- [Task goal] Copy all lines in the data that contain the string "digits".

- [Materials provided]
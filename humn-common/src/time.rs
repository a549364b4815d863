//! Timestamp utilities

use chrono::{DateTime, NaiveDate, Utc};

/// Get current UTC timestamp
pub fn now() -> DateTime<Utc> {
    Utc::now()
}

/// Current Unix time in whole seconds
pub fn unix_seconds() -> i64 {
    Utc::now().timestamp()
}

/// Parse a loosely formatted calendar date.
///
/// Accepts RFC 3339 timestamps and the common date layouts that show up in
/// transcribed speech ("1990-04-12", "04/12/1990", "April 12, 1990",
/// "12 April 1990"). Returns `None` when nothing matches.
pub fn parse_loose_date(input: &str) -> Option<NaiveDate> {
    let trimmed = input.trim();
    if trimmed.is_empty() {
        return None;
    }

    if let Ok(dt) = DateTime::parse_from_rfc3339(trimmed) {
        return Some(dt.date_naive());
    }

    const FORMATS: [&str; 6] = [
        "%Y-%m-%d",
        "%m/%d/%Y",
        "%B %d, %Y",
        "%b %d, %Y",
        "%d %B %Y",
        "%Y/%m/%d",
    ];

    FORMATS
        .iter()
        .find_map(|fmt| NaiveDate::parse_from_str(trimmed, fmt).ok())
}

--

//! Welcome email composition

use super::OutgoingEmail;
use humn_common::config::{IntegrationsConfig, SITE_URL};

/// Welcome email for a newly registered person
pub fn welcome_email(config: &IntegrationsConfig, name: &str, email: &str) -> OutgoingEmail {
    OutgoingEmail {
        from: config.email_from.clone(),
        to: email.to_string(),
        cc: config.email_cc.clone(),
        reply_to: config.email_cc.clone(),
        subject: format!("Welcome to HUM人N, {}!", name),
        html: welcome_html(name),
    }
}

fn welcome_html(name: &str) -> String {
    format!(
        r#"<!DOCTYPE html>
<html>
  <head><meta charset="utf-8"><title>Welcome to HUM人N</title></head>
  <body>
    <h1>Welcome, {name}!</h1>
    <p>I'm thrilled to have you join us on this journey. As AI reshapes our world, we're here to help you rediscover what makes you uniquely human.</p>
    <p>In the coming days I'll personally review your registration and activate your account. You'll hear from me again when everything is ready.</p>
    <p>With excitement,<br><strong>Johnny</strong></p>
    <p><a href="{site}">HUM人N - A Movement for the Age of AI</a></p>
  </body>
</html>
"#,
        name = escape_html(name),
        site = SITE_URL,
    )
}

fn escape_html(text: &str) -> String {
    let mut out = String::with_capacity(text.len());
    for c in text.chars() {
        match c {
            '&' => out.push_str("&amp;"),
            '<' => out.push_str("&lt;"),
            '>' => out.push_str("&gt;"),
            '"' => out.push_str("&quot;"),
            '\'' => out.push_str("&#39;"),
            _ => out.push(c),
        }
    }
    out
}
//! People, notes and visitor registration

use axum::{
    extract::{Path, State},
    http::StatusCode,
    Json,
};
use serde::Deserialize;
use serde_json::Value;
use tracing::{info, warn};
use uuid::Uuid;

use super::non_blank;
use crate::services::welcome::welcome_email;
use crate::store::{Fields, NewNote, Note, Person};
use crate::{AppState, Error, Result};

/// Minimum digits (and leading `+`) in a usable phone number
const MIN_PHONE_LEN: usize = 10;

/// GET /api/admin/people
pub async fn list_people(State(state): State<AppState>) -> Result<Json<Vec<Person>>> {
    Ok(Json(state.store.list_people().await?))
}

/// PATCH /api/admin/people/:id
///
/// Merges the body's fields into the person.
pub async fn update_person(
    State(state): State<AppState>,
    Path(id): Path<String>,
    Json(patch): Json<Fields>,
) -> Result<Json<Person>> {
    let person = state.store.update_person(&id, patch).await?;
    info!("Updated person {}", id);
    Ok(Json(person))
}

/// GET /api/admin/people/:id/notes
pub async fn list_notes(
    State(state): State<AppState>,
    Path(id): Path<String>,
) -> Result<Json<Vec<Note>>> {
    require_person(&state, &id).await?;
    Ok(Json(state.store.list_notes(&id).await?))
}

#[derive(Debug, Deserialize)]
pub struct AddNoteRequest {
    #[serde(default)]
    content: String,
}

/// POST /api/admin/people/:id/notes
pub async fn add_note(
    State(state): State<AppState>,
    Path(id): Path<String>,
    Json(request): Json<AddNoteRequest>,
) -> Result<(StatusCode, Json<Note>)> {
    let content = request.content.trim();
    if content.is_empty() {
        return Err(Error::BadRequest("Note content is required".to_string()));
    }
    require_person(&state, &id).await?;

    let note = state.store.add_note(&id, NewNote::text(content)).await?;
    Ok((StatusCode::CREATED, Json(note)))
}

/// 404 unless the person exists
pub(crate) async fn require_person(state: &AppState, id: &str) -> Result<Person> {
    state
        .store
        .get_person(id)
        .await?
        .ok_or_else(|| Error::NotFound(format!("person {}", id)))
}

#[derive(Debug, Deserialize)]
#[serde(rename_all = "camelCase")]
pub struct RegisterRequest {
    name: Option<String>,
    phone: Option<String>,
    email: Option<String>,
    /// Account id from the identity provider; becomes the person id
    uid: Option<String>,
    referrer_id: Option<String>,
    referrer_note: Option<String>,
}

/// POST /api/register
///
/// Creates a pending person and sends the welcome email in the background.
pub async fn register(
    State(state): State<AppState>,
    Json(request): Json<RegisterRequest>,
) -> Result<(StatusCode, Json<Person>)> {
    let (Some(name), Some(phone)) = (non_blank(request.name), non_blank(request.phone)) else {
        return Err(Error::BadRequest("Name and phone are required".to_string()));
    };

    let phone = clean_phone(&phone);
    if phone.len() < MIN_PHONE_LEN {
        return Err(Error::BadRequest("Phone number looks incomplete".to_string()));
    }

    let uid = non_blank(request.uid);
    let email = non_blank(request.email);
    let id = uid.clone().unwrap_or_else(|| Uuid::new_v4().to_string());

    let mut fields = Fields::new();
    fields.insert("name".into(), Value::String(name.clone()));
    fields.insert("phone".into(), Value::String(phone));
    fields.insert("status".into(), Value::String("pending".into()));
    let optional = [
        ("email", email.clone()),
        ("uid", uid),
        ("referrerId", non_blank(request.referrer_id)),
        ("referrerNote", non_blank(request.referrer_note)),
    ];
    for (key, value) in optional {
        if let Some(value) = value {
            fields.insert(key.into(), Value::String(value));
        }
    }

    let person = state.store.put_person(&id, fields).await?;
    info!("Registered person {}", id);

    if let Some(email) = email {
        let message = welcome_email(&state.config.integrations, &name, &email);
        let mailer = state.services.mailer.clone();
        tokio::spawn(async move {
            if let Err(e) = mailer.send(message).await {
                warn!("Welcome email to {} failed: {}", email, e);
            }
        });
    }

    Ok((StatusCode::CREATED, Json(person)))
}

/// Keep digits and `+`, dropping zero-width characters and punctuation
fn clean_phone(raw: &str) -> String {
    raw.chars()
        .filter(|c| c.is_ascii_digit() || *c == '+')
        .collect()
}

==

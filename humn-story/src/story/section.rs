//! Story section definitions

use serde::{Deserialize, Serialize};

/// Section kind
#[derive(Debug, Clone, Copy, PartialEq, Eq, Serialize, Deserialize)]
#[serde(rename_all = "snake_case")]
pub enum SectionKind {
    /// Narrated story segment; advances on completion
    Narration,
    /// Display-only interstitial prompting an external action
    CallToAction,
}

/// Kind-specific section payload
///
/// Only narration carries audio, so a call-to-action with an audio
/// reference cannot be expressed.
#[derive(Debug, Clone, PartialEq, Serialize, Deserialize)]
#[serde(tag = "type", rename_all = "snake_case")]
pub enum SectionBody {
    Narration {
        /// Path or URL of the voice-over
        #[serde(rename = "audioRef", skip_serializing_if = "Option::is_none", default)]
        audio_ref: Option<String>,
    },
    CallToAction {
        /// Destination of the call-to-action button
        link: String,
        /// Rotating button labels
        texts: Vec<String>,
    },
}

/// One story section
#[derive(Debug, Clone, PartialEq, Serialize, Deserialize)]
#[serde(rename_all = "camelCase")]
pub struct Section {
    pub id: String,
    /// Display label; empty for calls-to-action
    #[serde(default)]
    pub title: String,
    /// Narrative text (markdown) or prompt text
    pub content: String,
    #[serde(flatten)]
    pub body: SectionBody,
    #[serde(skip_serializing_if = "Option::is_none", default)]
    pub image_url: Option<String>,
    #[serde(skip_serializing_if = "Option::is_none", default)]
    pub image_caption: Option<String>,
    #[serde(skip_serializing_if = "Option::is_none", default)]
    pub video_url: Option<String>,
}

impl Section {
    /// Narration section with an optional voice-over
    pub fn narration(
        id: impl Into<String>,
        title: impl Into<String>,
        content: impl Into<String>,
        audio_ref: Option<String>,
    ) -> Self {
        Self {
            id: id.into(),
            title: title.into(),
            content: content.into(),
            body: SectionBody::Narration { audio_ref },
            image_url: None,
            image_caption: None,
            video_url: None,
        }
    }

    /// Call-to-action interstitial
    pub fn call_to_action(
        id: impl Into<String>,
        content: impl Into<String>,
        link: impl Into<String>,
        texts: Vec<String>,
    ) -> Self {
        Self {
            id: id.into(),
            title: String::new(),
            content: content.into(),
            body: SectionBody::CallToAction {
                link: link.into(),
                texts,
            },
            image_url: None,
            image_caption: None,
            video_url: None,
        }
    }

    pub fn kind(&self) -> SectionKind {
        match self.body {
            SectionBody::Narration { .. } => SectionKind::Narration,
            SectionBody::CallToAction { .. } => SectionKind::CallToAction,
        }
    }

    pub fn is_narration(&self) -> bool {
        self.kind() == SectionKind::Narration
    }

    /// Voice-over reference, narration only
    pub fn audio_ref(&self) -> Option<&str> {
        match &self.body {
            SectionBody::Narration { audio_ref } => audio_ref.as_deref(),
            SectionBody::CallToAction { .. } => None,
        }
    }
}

- [Completed exercise]
/// Minimum digits (and leading `+`) in a usable phone number
/// Keep digits and `+`, dropping zero-width characters and punctuation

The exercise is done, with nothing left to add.